# PROBLEM TO SOLVE
Collect every line of the records below that contains the word "PartialEq".

# INFORMATION
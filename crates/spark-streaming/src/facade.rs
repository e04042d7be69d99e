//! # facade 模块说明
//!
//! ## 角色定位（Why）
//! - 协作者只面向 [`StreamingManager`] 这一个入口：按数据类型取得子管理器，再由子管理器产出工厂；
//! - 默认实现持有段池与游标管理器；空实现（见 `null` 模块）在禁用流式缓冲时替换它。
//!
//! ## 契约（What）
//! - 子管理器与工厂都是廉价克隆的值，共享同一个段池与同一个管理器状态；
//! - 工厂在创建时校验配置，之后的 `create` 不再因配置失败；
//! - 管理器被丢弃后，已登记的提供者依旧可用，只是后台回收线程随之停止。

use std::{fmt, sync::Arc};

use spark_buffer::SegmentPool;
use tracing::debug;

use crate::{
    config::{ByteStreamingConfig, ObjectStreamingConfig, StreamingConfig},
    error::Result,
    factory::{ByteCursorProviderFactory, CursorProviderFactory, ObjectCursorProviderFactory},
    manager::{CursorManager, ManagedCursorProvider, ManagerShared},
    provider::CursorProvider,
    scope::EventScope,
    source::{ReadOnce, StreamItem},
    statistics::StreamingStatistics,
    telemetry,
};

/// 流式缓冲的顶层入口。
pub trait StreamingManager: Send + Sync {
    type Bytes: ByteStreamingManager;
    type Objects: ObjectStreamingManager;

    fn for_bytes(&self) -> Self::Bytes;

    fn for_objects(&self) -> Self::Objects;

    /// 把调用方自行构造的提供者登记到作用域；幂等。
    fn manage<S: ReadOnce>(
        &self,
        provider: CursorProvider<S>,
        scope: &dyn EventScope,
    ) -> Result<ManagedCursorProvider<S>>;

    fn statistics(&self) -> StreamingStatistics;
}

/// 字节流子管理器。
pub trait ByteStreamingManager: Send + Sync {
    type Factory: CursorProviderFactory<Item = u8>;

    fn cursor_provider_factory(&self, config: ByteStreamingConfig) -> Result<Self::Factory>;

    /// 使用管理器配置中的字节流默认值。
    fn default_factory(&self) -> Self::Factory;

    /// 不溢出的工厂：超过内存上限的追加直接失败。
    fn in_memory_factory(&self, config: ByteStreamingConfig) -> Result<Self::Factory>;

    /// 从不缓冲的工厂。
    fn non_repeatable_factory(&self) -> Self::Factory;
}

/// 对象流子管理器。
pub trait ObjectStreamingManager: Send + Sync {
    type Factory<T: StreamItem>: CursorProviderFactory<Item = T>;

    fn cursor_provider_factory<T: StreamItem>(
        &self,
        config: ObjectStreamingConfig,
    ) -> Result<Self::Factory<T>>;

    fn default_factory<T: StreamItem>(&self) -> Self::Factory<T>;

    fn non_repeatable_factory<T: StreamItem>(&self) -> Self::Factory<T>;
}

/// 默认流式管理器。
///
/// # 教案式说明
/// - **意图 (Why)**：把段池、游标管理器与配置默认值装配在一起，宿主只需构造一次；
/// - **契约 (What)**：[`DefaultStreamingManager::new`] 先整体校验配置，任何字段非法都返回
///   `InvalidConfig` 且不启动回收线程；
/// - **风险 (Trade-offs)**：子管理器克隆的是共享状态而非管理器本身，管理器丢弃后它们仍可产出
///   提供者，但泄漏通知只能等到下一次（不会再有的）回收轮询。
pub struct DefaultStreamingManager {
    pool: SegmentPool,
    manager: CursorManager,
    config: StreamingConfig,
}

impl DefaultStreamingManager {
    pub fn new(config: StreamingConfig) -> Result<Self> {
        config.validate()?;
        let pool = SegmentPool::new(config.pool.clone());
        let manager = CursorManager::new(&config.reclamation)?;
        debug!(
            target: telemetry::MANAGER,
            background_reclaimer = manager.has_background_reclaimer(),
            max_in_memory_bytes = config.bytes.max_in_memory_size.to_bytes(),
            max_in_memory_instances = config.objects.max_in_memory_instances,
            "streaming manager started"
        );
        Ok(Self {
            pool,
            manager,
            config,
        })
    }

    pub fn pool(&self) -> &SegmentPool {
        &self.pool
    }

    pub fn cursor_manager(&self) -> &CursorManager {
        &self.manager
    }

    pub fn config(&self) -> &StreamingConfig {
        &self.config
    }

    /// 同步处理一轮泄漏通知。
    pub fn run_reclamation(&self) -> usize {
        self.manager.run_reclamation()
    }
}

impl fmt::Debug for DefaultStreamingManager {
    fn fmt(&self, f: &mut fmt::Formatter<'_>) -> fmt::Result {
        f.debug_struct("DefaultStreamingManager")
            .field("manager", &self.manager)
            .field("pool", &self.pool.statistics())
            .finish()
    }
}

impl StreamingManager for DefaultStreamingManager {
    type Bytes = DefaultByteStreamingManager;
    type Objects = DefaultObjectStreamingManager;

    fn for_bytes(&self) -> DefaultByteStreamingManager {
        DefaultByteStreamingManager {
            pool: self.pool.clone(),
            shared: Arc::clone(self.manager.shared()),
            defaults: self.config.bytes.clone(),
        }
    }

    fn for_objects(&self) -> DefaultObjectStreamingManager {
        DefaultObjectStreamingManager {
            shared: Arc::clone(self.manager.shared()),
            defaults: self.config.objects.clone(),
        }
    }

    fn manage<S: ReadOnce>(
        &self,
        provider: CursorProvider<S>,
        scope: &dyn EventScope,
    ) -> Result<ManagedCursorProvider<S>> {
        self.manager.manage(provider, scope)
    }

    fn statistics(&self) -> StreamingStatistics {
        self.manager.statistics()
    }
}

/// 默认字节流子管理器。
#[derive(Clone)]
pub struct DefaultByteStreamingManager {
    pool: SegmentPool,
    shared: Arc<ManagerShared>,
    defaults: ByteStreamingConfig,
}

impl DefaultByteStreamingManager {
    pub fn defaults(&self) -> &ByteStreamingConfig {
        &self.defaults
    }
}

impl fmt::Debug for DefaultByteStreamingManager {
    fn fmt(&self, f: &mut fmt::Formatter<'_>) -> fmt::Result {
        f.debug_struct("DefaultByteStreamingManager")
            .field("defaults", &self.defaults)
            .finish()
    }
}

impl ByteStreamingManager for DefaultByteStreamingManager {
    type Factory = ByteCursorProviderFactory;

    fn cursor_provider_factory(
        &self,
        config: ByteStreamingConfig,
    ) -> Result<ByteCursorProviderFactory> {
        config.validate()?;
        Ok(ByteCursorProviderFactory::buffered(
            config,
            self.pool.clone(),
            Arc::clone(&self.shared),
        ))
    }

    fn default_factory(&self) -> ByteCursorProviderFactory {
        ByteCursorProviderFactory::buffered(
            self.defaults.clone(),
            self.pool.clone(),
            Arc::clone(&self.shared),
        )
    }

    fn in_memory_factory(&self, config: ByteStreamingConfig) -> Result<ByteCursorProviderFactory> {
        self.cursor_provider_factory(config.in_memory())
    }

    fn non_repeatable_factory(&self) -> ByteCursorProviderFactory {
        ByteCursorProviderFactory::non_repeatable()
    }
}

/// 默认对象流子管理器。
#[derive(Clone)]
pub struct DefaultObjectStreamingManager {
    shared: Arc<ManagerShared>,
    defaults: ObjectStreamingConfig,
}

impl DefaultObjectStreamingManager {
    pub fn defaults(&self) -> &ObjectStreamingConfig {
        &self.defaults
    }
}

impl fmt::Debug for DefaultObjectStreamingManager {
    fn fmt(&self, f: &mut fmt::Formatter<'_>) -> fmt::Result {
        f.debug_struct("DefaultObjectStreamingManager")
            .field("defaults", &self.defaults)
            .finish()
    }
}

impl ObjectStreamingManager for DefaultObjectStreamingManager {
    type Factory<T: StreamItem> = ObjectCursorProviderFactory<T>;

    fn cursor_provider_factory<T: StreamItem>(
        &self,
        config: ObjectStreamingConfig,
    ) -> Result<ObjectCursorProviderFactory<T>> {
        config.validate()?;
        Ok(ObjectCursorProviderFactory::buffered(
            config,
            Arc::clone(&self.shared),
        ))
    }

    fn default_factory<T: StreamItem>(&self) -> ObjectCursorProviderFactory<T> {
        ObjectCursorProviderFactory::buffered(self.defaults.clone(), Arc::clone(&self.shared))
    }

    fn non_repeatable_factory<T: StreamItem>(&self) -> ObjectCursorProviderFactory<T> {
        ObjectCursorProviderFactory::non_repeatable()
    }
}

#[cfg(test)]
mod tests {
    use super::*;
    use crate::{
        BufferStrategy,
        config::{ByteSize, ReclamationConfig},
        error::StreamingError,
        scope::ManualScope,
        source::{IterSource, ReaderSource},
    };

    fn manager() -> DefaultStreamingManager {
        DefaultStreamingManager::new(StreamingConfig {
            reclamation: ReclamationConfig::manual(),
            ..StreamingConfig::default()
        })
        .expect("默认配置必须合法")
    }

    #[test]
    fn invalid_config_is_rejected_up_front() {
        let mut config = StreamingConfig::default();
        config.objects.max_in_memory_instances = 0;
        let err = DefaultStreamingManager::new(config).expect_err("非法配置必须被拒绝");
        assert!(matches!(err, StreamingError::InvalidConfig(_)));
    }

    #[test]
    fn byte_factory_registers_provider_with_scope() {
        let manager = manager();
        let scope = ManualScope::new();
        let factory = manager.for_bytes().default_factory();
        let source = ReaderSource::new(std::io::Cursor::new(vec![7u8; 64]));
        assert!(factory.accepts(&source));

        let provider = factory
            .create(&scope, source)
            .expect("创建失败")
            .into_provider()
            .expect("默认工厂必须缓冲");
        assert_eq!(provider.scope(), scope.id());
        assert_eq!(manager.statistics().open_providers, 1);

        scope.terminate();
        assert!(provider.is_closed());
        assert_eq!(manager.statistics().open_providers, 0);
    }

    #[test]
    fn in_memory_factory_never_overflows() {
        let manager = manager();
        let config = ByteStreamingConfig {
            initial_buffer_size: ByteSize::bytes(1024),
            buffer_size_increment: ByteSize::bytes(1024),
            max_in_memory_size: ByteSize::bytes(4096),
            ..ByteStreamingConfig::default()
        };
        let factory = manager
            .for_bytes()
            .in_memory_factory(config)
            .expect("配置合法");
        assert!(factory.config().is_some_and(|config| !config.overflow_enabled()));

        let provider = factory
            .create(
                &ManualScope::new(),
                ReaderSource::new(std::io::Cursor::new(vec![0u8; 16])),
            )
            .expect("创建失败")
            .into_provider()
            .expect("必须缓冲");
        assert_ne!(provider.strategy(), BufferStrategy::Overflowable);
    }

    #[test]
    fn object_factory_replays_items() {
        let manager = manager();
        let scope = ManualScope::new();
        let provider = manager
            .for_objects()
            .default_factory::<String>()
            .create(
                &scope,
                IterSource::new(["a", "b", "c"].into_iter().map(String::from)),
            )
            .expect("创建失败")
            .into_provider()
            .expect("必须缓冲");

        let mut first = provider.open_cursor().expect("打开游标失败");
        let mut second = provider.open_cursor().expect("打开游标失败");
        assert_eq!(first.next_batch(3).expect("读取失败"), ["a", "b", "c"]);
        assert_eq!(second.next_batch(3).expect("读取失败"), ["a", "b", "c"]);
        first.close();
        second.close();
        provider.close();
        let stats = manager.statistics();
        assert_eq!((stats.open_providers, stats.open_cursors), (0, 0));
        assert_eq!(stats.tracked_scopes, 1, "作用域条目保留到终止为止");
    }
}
* * *
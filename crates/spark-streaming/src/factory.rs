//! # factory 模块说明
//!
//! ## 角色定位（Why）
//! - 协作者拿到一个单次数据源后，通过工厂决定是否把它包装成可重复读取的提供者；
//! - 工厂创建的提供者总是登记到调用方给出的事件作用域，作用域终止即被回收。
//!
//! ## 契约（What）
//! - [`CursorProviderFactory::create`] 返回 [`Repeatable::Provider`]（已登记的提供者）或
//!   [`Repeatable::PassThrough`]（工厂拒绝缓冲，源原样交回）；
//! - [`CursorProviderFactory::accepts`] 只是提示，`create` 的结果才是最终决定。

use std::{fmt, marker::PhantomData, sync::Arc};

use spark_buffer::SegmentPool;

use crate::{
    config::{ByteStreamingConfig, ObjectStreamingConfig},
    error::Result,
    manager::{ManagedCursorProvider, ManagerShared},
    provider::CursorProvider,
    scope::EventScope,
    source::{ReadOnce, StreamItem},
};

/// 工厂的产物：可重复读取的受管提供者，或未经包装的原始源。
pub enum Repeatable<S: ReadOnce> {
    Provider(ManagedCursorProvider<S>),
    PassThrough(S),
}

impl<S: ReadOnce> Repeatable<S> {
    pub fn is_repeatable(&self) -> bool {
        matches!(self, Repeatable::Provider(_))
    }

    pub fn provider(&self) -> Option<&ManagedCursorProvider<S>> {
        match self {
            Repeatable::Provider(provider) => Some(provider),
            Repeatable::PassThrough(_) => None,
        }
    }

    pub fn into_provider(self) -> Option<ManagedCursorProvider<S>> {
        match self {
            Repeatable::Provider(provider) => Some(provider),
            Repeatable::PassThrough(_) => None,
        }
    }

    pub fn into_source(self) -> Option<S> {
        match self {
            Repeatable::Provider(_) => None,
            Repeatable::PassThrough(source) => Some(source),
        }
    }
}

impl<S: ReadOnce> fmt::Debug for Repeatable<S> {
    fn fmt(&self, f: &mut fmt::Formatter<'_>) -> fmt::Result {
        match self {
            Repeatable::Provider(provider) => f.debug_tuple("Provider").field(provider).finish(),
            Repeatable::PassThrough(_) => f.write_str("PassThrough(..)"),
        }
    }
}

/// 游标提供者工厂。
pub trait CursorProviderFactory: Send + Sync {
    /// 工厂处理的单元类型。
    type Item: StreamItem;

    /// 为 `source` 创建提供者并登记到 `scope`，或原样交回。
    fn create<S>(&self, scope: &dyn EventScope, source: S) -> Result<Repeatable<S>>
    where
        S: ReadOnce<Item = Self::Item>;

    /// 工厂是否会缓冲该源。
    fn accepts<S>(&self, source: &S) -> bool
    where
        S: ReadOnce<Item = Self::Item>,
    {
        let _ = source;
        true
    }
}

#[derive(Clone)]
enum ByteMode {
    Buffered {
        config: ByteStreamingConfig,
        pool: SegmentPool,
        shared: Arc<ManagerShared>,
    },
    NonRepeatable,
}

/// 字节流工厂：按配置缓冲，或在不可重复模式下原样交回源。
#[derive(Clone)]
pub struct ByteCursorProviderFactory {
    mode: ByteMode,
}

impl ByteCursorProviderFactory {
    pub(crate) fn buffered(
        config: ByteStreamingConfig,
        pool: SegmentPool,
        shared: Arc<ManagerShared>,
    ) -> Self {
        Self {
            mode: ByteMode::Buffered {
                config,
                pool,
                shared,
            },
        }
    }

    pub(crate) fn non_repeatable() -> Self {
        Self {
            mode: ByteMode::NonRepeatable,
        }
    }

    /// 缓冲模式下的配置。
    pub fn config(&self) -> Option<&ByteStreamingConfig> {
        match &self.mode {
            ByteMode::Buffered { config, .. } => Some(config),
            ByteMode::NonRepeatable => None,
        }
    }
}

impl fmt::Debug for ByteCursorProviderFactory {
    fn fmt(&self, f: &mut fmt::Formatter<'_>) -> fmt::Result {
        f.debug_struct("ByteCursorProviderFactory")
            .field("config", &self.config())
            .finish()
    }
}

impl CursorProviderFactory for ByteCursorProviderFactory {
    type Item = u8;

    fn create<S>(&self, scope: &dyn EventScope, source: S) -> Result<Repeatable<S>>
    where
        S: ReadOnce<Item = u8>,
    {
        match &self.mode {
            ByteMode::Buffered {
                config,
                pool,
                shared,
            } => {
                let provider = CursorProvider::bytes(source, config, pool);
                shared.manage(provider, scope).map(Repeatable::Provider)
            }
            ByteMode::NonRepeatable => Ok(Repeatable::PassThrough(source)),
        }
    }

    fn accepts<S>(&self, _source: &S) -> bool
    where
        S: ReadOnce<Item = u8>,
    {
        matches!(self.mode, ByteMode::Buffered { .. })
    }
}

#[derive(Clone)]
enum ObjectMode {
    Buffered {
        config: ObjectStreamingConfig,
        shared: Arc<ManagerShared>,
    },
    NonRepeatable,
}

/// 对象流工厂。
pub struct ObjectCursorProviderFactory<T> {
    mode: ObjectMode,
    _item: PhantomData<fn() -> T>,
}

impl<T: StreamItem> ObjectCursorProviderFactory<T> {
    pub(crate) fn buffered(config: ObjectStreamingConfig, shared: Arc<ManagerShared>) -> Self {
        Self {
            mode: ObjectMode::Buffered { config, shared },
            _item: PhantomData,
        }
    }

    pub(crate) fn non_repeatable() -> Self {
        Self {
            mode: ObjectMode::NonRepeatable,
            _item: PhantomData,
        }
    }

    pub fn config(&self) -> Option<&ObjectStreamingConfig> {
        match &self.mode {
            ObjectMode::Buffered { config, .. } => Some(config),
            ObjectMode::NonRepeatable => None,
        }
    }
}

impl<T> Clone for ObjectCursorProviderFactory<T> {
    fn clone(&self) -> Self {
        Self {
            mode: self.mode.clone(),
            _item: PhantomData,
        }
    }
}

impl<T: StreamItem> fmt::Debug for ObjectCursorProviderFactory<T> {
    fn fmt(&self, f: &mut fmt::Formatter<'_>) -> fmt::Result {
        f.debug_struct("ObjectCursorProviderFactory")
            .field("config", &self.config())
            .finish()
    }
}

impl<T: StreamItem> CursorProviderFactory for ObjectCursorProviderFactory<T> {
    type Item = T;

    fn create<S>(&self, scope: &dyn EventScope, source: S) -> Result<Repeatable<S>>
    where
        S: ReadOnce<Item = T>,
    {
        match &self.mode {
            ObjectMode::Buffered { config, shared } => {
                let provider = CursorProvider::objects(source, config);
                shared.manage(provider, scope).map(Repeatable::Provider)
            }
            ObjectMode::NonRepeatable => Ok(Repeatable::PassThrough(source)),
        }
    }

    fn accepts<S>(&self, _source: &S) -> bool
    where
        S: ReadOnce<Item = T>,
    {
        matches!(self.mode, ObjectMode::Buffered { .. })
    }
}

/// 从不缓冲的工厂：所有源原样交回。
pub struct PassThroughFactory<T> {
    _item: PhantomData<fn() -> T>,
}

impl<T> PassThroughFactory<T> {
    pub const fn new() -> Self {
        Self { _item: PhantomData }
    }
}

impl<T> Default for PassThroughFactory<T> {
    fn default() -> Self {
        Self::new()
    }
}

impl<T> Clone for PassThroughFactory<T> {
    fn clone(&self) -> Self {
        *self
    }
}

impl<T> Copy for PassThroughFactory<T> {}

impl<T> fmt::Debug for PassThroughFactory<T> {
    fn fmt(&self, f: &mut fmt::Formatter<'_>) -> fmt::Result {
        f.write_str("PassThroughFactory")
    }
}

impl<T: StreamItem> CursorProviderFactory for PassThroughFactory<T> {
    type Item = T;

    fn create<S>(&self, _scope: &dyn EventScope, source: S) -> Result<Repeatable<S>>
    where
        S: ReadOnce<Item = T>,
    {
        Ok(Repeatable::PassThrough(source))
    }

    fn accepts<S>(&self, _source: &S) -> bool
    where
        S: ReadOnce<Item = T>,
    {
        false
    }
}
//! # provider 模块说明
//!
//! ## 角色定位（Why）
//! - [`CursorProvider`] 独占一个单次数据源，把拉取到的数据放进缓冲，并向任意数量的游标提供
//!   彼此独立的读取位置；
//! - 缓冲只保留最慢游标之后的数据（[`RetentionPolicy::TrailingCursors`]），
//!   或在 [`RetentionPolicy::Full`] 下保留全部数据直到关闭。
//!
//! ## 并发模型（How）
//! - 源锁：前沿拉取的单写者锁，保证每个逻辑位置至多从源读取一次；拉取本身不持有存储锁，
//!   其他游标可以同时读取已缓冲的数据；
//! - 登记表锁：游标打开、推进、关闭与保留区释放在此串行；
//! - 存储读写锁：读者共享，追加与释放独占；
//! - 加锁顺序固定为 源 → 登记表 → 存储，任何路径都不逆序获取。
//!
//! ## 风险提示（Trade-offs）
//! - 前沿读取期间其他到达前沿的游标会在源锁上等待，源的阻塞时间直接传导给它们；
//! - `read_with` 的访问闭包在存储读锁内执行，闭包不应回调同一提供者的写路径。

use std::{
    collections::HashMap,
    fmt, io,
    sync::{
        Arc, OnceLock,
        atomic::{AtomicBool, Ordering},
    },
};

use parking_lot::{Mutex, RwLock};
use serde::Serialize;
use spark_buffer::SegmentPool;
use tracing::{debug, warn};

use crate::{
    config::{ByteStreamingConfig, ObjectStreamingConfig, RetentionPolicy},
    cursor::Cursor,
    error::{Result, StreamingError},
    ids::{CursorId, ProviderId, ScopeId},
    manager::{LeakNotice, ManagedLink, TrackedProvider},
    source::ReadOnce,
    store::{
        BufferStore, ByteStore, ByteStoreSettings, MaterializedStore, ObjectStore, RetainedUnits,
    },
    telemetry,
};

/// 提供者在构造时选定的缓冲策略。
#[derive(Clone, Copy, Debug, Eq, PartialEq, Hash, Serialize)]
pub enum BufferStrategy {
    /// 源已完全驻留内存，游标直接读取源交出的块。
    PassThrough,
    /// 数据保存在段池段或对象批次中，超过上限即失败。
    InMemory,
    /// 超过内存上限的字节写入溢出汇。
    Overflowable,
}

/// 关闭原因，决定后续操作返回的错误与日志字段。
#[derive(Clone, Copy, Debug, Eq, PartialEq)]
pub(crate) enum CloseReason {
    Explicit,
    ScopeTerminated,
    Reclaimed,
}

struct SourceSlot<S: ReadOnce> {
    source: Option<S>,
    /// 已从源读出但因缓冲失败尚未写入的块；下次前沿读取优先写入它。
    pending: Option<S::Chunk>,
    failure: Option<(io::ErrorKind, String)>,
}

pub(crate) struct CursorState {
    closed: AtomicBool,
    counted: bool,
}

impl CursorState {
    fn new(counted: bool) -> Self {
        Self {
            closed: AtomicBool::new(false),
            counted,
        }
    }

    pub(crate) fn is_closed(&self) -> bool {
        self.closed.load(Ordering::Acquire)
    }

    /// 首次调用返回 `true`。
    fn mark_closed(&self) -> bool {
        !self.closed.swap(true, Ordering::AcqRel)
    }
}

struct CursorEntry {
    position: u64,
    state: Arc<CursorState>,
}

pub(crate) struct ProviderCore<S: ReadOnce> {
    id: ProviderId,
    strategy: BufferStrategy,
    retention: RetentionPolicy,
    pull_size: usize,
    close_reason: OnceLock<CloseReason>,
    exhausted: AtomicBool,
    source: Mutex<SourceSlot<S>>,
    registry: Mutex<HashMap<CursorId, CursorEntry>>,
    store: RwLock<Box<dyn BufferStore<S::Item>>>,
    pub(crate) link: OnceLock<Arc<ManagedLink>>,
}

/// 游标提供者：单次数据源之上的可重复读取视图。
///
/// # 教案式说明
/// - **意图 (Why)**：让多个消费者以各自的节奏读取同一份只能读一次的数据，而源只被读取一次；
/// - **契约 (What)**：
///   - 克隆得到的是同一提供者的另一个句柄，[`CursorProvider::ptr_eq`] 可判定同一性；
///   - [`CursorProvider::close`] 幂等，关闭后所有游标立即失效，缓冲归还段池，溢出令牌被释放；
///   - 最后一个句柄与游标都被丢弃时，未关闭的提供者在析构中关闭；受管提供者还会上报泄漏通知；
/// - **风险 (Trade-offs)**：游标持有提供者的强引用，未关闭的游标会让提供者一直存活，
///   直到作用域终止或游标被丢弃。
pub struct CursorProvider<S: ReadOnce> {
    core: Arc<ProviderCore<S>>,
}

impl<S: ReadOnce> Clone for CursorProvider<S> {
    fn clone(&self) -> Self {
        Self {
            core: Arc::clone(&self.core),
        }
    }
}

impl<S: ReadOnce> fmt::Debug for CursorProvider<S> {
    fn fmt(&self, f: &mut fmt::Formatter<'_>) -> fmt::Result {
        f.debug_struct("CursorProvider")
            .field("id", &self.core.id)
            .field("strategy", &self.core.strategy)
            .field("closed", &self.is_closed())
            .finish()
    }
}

# SOLUTION FOR THIS PROBLEM
#[derive(Clone, Copy, Debug, Eq, PartialEq, Hash, Serialize)]
#[derive(Clone, Copy, Debug, Eq, PartialEq)]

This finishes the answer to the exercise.